Billboards and advertising posters on streets, in phone booths and at railway stations could soon 'talk' to users, with interactive ads using wireless technology to offer downloads to passers-by.

A recent interactive ad for mobile phone maker Nokia in London phone boxes urged passers-by to download an app on the spot, according to a report today in the Wall Street Journal.

Search giant Google and mobile operator Orange are among other companies looking at pilot schemes that allow people to interact with adverts at bus stops and train stations, in telephone boxes and at airports.

"You have to wait here. You don't have to be bored," ran a Google poster campaign at bus stops in the Boston area that allowed waiting passengers to download Google's mobile app via a free Wi-Fi connection.
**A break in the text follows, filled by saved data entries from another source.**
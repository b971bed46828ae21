//! Package model shared between providers and the solver.

use std::fmt;

use strata_version::{Requirement, RequirementList, Version, VersionedObject};

use crate::fail::SolverError;

/// A package snapshot supplied by a provider.
///
/// Packages are read-only, name+version keyed data; the solver never mutates
/// them. `variants` is the build matrix: each entry narrows the package with
/// further requirements. A package with no variants behaves as one variant
/// with no extra requirements.
#[derive(Debug, Clone, PartialEq)]
pub struct Package {
    pub name: String,
    pub version: Version,
    /// Release time; consulted by the soft-timestamp orderer.
    pub timestamp: Option<i64>,
    pub requires: Vec<Requirement>,
    /// Extra requirements merged in when resolving for a build.
    pub build_requires: Vec<Requirement>,
    pub variants: Vec<Vec<Requirement>>,
}

impl Package {
    pub fn new(name: impl Into<String>, version: Version) -> Package {
        Package {
            name: name.into(),
            version,
            timestamp: None,
            requires: Vec::new(),
            build_requires: Vec::new(),
            variants: Vec::new(),
        }
    }
}

impl fmt::Display for Package {
    fn fmt(&self, f: &mut fmt::Formatter<'_>) -> fmt::Result {
        let object = VersionedObject::construct(self.name.clone(), Some(self.version.clone()));
        write!(f, "{object}")
    }
}

/// One build configuration of a package.
#[derive(Debug, Clone, PartialEq)]
pub struct Variant {
    /// Zero-based index within the package, `None` when the package has no
    /// variants.
    pub index: Option<usize>,
    /// The variant's own requirements, on top of the package requires.
    pub requires: Vec<Requirement>,
}

/// A single candidate (package, variant) pair tracked by the solver, with
/// its full merged requirement list.
#[derive(Debug, Clone)]
pub struct PackageVariant {
    name: String,
    version: Version,
    index: Option<usize>,
    requires: RequirementList,
}

impl PackageVariant {
    pub(crate) fn new(
        name: &str,
        version: Version,
        index: Option<usize>,
        requires: &[Requirement],
    ) -> Result<PackageVariant, SolverError> {
        let requires = RequirementList::new(requires);
        if let Some((a, b)) = requires.conflict() {
            let object = VersionedObject::construct(name.to_string(), Some(version));
            return Err(SolverError::InvalidPackage {
                package: object.to_string(),
                conflict: format!("{a} <--!--> {b}"),
            });
        }
        Ok(PackageVariant {
            name: name.to_string(),
            version,
            index,
            requires,
        })
    }

    pub fn name(&self) -> &str {
        &self.name
    }

    pub fn version(&self) -> &Version {
        &self.version
    }

    /// Index of the variant within its package, `None` for variant-less
    /// packages.
    pub fn index(&self) -> Option<usize> {
        self.index
    }

    /// The merged requirements of package and variant.
    pub fn requires(&self) -> &[Requirement] {
        self.requires.requirements()
    }

    pub(crate) fn requires_list(&self) -> &RequirementList {
        &self.requires
    }

    pub(crate) fn get(&self, name: &str) -> Option<&Requirement> {
        self.requires.get(name)
    }

    /// The `name-version` pair of this candidate.
    pub fn versioned_object(&self) -> VersionedObject {
        VersionedObject::construct(self.name.clone(), Some(self.version.clone()))
    }
}

impl PartialEq for PackageVariant {
    fn eq(&self, other: &Self) -> bool {
        self.name == other.name && self.version == other.version && self.index == other.index
    }
}

impl Eq for PackageVariant {}

impl fmt::Display for PackageVariant {
    fn fmt(&self, f: &mut fmt::Formatter<'_>) -> fmt::Result {
        write!(f, "{}", self.versioned_object())?;
        if let Some(index) = self.index {
            write!(f, "[{index}]")?;
        }
        Ok(())
    }
}

#[cfg(test)]
mod tests {
    use super::*;

    fn req(s: &str) -> Requirement {
        Requirement::parse(s).unwrap()
    }

    #[test]
    fn variant_merges_requires() {
        let variant = PackageVariant::new(
            "foo",
            Version::parse("1.2").unwrap(),
            Some(1),
            &[req("python-2.6"), req("python-2.6.5+")],
        )
        .unwrap();
        assert_eq!(variant.requires(), &[req("python-2.6.5+<2.6_")]);
        assert_eq!(variant.to_string(), "foo-1.2[1]");
    }

    #[test]
    fn variant_rejects_internal_conflicts() {
        let result = PackageVariant::new(
            "foo",
            Version::parse("1").unwrap(),
            None,
            &[req("python-2.6"), req("python-2.7")],
        );
        assert!(matches!(result, Err(SolverError::InvalidPackage { .. })));
    }

    #[test]
    fn unversioned_display() {
        let variant = PackageVariant::new("nada", Version::new(), None, &[]).unwrap();
        assert_eq!(variant.to_string(), "nada");
    }
}
#[cfg(test)]
mod tests {
    use super::*;

    fn range(s: &str) -> VersionRange {
        VersionRange::parse(s).unwrap()
    }

    fn ver(s: &str) -> Version {
        Version::parse(s).unwrap()
    }

    #[test]
    fn display_round_trips() {
        let cases = [
            ("", ""),
            ("3", "3"),
            ("==2", "==2"),
            ("3+", "3+"),
            (">=3", "3+"),
            (">3", ">3"),
            ("<3", "<3"),
            ("<=3", "<=3"),
            ("3..5", "3..5"),
            ("1+<=5", "1..5"),
            ("2+<4", "2+<4"),
            (">=2<4", "2+<4"),
            (">=2,<4", "2+<4"),
            ("<4,>=2", "2+<4"),
            (">2<=4", ">2<=4"),
            ("2|6+", "2|6+"),
            ("3+<6|4+<8", "3+<8"),
            (">", ">"),
            // `<=` admits only the empty version, which displays pinned
            ("<=", "=="),
            ("<1.0.0", "<1"),
        ];
        for (input, expected) in cases {
            let r = range(input);
            assert_eq!(r.to_string(), expected, "display of '{input}'");
            assert_eq!(range(&r.to_string()), r, "round trip of '{input}'");
        }
    }

    #[test]
    fn rejects_bad_ranges() {
        for s in ["<", "4+<2", "1+<1.0.0", "1+<1", "2,4", "1..", "==03"] {
            assert!(VersionRange::parse(s).is_err(), "'{s}' should not parse");
        }
    }

    #[test]
    fn union_of_halves_is_any() {
        assert_eq!(range("3+").union(&range("<3")), VersionRange::any());
        assert!(range("3+").union(&range("<3")).is_any());
    }

    #[test]
    fn intersection_of_halves_is_empty() {
        assert_eq!(range("3+").intersection(&range("<3")), None);
        assert_eq!(
            range("4+<6").intersection(&range("5+")),
            Some(range("5+<6"))
        );
    }

    #[test]
    fn inverse_flips_bounds() {
        assert_eq!(range("3+").inverse(), Some(range("<3")));
        assert_eq!(range("<3").inverse(), Some(range("3+")));
        assert_eq!(VersionRange::any().inverse(), None);
        // the inverse of a superset range leaves a hole
        assert_eq!(range("3").inverse(), Some(range("<3|3_+")));
    }

    #[test]
    fn containment() {
        assert!(range("3..5").contains_version(&ver("5")));
        assert!(!range("3..5").contains_version(&ver("5_")));
        assert!(range("2.6").contains_version(&ver("2.6.8")));
        assert!(!range("2.6").contains_version(&ver("2.7")));
        assert!(range("").contains_version(&ver("anything")));
    }

    #[test]
    fn containment_uses_binary_search_beyond_four_bounds() {
        let r = range("1|3|5|7|9|11");
        assert_eq!(r.len(), 6);
        assert!(r.contains_version(&ver("7.2")));
        assert!(!r.contains_version(&ver("8")));
        assert!(!r.contains_version(&ver("12")));
    }

    #[test]
    fn superset_and_subset() {
        assert!(range("2+<10").is_superset(&range("3|5+<6")));
        assert!(!range("2+<10").is_superset(&range("3|10+")));
        assert!(range("3").is_subset(&range("2+")));
        assert!(range("").is_superset(&range("4|6+")));
    }

    #[test]
    fn intersects_test() {
        assert!(range("2+<4").intersects(&range("3+")));
        assert!(!range("2+<4").intersects(&range("4+")));
        assert!(range("1|3|5|7|9").intersects(&range("9.5")));
        assert!(!range("1|3|5|7|9").intersects(&range("==8")));
    }

    #[test]
    fn span_covers_everything() {
        assert_eq!(range("2+<4|6+<8").span(), range("2+<8"));
    }

    #[test]
    fn split_into_contiguous_parts() {
        assert_eq!(range("3|5+").split(), vec![range("3"), range("5+")]);
    }

    #[test]
    fn version_constructors() {
        assert_eq!(VersionRange::from_version(ver("3")), range("3"));
        assert_eq!(
            VersionRange::from_version_op(ver("3"), RangeOp::Lt).unwrap(),
            range("<3")
        );
        assert_eq!(
            VersionRange::from_versions([ver("3"), ver("5.1"), ver("3")]).unwrap(),
            range("==3|==5.1")
        );
        assert_eq!(VersionRange::from_versions(Vec::new()), None);
        assert_eq!(
            VersionRange::as_span(Some(ver("2")), Some(ver("4")), true, false).unwrap(),
            range("2+<4")
        );
    }

    #[test]
    fn to_versions_requires_pins() {
        assert_eq!(
            range("==3|==5.1").to_versions(),
            Some(vec![ver("3"), ver("5.1")])
        );
        assert_eq!(range("3+").to_versions(), None);
    }

    #[test]
    fn exactness() {
        assert!(!range("3").is_inexact());
        assert!(!range("==3").is_inexact());
        assert!(range("3+").is_inexact());
        assert!(range("3|5").is_inexact());
        assert!(range("").is_inexact());
    }

    #[test]
    fn boundedness() {
        assert!(range("2+<4").bounded());
        assert!(!range("2+").upper_bounded());
        assert!(!range("<4").lower_bounded());
        assert!(range(">").lower_bounded());
    }

    #[test]
    fn serde_round_trip() {
        let r = range("2+<4|6");
        let json = serde_json::to_string(&r).unwrap();
        let back: VersionRange = serde_json::from_str(&json).unwrap();
        assert_eq!(back, r);
    }
}
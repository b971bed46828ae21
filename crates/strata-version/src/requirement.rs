//! Requirements: package names bound to version ranges.

use std::collections::{BTreeSet, HashMap};
use std::fmt;
use std::hash::{Hash, Hasher};
use std::str::FromStr;

use serde::{Deserialize, Deserializer, Serialize, Serializer};

use crate::error::VersionError;
use crate::range::VersionRange;
use crate::version::Version;

const OBJECT_SEPS: &[char] = &['-', '@', '#'];
const REQUIREMENT_SEPS: &[char] = &['-', '@', '#', '=', '<', '>'];

/// A versioned object such as `foo-1.0`.
///
/// `foo` on its own is also a valid object: an unversioned one. The
/// separator between name and version may be `-`, `@` or `#` and is purely
/// cosmetic.
#[derive(Debug, Clone)]
pub struct VersionedObject {
    name: String,
    version: Version,
    sep: char,
}

impl VersionedObject {
    /// Parse an object string such as `"foo-1.0"`, `"foo@1.0"` or `"foo"`.
    pub fn parse(text: &str) -> Result<VersionedObject, VersionError> {
        match text.find(OBJECT_SEPS) {
            Some(i) => {
                let sep = text[i..].chars().next().unwrap_or('-');
                Ok(VersionedObject {
                    name: text[..i].to_string(),
                    version: Version::parse(&text[i + 1..])
                        .map_err(|e| VersionError::requirement(text, e.to_string()))?,
                    sep,
                })
            }
            None => Ok(VersionedObject {
                name: text.to_string(),
                version: Version::new(),
                sep: '-',
            }),
        }
    }

    /// Create directly from a name and optional version.
    pub fn construct(name: impl Into<String>, version: Option<Version>) -> VersionedObject {
        VersionedObject {
            name: name.into(),
            version: version.unwrap_or_default(),
            sep: '-',
        }
    }

    /// Name of the object.
    pub fn name(&self) -> &str {
        &self.name
    }

    /// Version of the object.
    pub fn version(&self) -> &Version {
        &self.version
    }
}

impl PartialEq for VersionedObject {
    fn eq(&self, other: &Self) -> bool {
        self.name == other.name && self.version == other.version
    }
}

impl Eq for VersionedObject {}

impl Hash for VersionedObject {
    fn hash<H: Hasher>(&self, state: &mut H) {
        self.name.hash(state);
        self.version.hash(state);
    }
}

impl fmt::Display for VersionedObject {
    fn fmt(&self, f: &mut fmt::Formatter<'_>) -> fmt::Result {
        if self.version.is_empty() {
            f.write_str(&self.name)
        } else {
            write!(f, "{}{}{}", self.name, self.sep, self.version)
        }
    }
}

impl FromStr for VersionedObject {
    type Err = VersionError;

    fn from_str(s: &str) -> Result<Self, Self::Err> {
        VersionedObject::parse(s)
    }
}

/// A requirement for a versioned object.
///
/// Examples of valid requirement strings: `foo-1.0`, `foo@1.0`, `foo-1+`,
/// `foo-1+<4.3`, `foo<3`, `foo==1.0.1`. Two prefixes alter the meaning:
///
/// - `!` is a conflict requirement: the named package must NOT resolve into
///   the given range (`!foo` conflicts with every version of `foo`).
/// - `~` is a weak reference: the package is not required, but if present it
///   must lie within the range. It is stored as the conflict of the inverse
///   of the range. The degenerate `~foo` carries no obligation at all and
///   has a `None` range.
#[derive(Debug, Clone)]
pub struct Requirement {
    name: String,
    range: Option<VersionRange>,
    conflict: bool,
    weak: bool,
    sep: char,
}
impl fmt::Display for VariantSlice {
    /// `foo[2..6(3:4)]*` reads: 3 versions, 4 variants within `2..6`, and at
    /// least one family can still be extracted. `[foo==2[1,2]]` reads: 1st
    /// and 2nd variants of exact version `foo-2`.
    fn fmt(&self, f: &mut fmt::Formatter<'_>) -> fmt::Result {
        if self.variants.len() == 1 {
            let variant = &self.variants[0];
            write!(f, "[{}=={}", self.package_name, variant.version())?;
            if let Some(index) = variant.index() {
                write!(f, "[{index}]")?;
            }
            write!(f, "]")?;
        } else {
            let versions: BTreeSet<&Version> =
                self.variants.iter().map(|v| v.version()).collect();
            if versions.len() == 1 {
                let indexes: Vec<String> = self
                    .variants
                    .iter()
                    .map(|v| match v.index() {
                        Some(index) => index.to_string(),
                        None => String::new(),
                    })
                    .collect();
                write!(
                    f,
                    "[{}=={}[{}]]",
                    self.package_name,
                    self.variants[0].version(),
                    indexes.join(",")
                )?;
            } else {
                let counts = if versions.len() == self.variants.len() {
                    format!("{}", self.variants.len())
                } else {
                    format!("{}:{}", versions.len(), self.variants.len())
                };
                write!(f, "{}[{}({})]", self.package_name, self.range.span(), counts)?;
            }
        }
        if self.extractable() {
            write!(f, "*")?;
        }
        Ok(())
    }
}

/// The solver's view of one package family: its effective request and, for
/// non-conflict requests, the slice of candidates still in play.
#[derive(Debug, Clone)]
pub(crate) struct PackageScope {
    package_name: String,
    request: Requirement,
    slice: Option<Arc<VariantSlice>>,
}

impl PackageScope {
    pub fn new(request: Requirement, cache: &mut VariantCache) -> Result<NewScope, SolverError> {
        if request.conflict() {
            return Ok(NewScope::Scope(PackageScope {
                package_name: request.name().to_string(),
                request,
                slice: None,
            }));
        }

        let range = request.range().cloned().unwrap_or_else(VersionRange::any);
        match cache.variant_slice(request.name(), &range)? {
            SliceLookup::Slice(slice) => {
                let mut scope = PackageScope {
                    package_name: request.name().to_string(),
                    request,
                    slice: Some(Arc::new(slice)),
                };
                scope.update_request();
                Ok(NewScope::Scope(scope))
            }
            SliceLookup::FamilyMissing | SliceLookup::NoneInRange => {
                Ok(NewScope::Fail(FailureReason::Exhausted { request }))
            }
        }
    }

    pub fn package_name(&self) -> &str {
        &self.package_name
    }

    pub fn request(&self) -> &Requirement {
        &self.request
    }

    pub fn is_conflict(&self) -> bool {
        self.request.conflict()
    }

    /// True once this scope pins a single candidate with nothing left to
    /// extract. Conflict scopes are trivially solved; they assert an
    /// absence, not a candidate.
    pub fn is_solved(&self) -> bool {
        match &self.slice {
            None => true,
            Some(slice) => slice.len() == 1 && !slice.extractable(),
        }
    }

    pub fn splittable(&self) -> bool {
        self.slice.as_ref().is_some_and(|s| s.len() > 1)
    }

    pub fn solved_variant(&self) -> Option<Arc<PackageVariant>> {
        let slice = self.slice.as_ref()?;
        if slice.len() == 1 && !slice.extractable() {
            Some(slice.variants()[0].clone())
        } else {
            None
        }
    }

    fn update_request(&mut self) {
        if let Some(slice) = &self.slice {
            self.request =
                Requirement::construct(self.package_name.clone(), Some(slice.range().clone()));
        }
    }

    fn with_slice(&self, slice: VariantSlice) -> PackageScope {
        let mut scope = self.clone();
        scope.slice = Some(Arc::new(slice));
        scope.update_request();
        scope
    }

    /// Intersect this scope with an extracted package range.
    ///
    /// A conflict scope hit by a positive range materializes into a regular
    /// scope over whatever the conflict leaves of that range.
    pub fn intersect(
        &self,
        range: &VersionRange,
        cache: &mut VariantCache,
    ) -> Result<IntersectOp, SolverError> {
        if self.request.conflict() {
            let lookup = match self.request.range() {
                None => cache.variant_slice(&self.package_name, range)?,
                Some(conflict_range) => match range.subtract(conflict_range) {
                    Some(remaining) => cache.variant_slice(&self.package_name, &remaining)?,
                    None => SliceLookup::NoneInRange,
                },
            };
            return Ok(match lookup {
                SliceLookup::Slice(slice) => {
                    let scope = self.with_slice(slice);
                    debug!(scope = %scope, range = %range, "conflict scope materialized");
                    IntersectOp::Changed(scope)
                }
                SliceLookup::NoneInRange => IntersectOp::Empty,
                SliceLookup::FamilyMissing => IntersectOp::Missing,
            });
        }

        let slice = self.slice.as_ref().expect("non-conflict scope has a slice");
        Ok(match slice.intersect(range) {
            SliceOp::Unchanged => IntersectOp::Unchanged,
            SliceOp::Narrowed(narrowed) => {
                let scope = self.with_slice(narrowed);
                debug!(scope = %scope, range = %range, "scope intersected");
                IntersectOp::Changed(scope)
            }
            SliceOp::Empty => IntersectOp::Empty,
        })
    }

    /// Reduce this scope against another scope's request.
    pub fn reduce_by(&self, request: &Requirement) -> (ScopeOp, Vec<Reduction>) {
        let Some(slice) = &self.slice else {
            return (ScopeOp::Unchanged, Vec::new());
        };
        match slice.reduce_by(request) {
            (SliceOp::Unchanged, reductions) => (ScopeOp::Unchanged, reductions),
            (SliceOp::Narrowed(narrowed), reductions) => {
                (ScopeOp::Changed(self.with_slice(narrowed)), reductions)
            }
            (SliceOp::Empty, reductions) => (ScopeOp::Empty, reductions),
        }
    }

    /// Extract a common dependency, if one remains.
    pub fn extract(&self) -> Option<(PackageScope, Requirement)> {
        let slice = self.slice.as_ref()?;
        let (new_slice, request) = slice.extract()?;
        let mut scope = self.clone();
        scope.slice = Some(Arc::new(new_slice));
        Some((scope, request))
    }

    /// Split the scope around its leading candidate group.
    pub fn split(
        &self,
        requested_fams: &BTreeSet<String>,
        mode: VariantSelectMode,
    ) -> Option<(PackageScope, PackageScope)> {
        let slice = self.slice.as_ref()?;
        let (leading, rest) = slice.split(requested_fams, mode)?;
        Some((self.with_slice(leading), self.with_slice(rest)))
    }
}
From 1st March, Orange is set to offer punters the chance to download its ON wireless app for Android from wireless-equipped adverts at 300 sites in London and New York.

The bus-stop ads also offer passengers free Wi-Fi internet access.

"It's an old-school media that has been around for hundreds of years but we've dressed it up and made it fresh," said Zohar Levkovitz, chief executive and co-founder of Amobee, the Californian start-up behind the technology.

Campaigns have so far been used to distribute free wireless applications or ring tones for smart phones - but could eventually be used to sell games and other digital goods or services.

Big companies are said to be interested in the interactive ads because they allow them to more accurately track their advertising spend. Under deals currently being trialled, advertisers pay only when customers interact with the ad, with fees ranging between $1 and $3 depending on the advert's location.

During the 10 weeks that the Nokia campaign ran, 1.5 million people interacted with the poster and tens of millions of people saw it, according to Craig Hepburn, the company's global director of digital.

"We've been really impressed with the kind of performance and the engagement," Hepburn told the Wall Street Journal.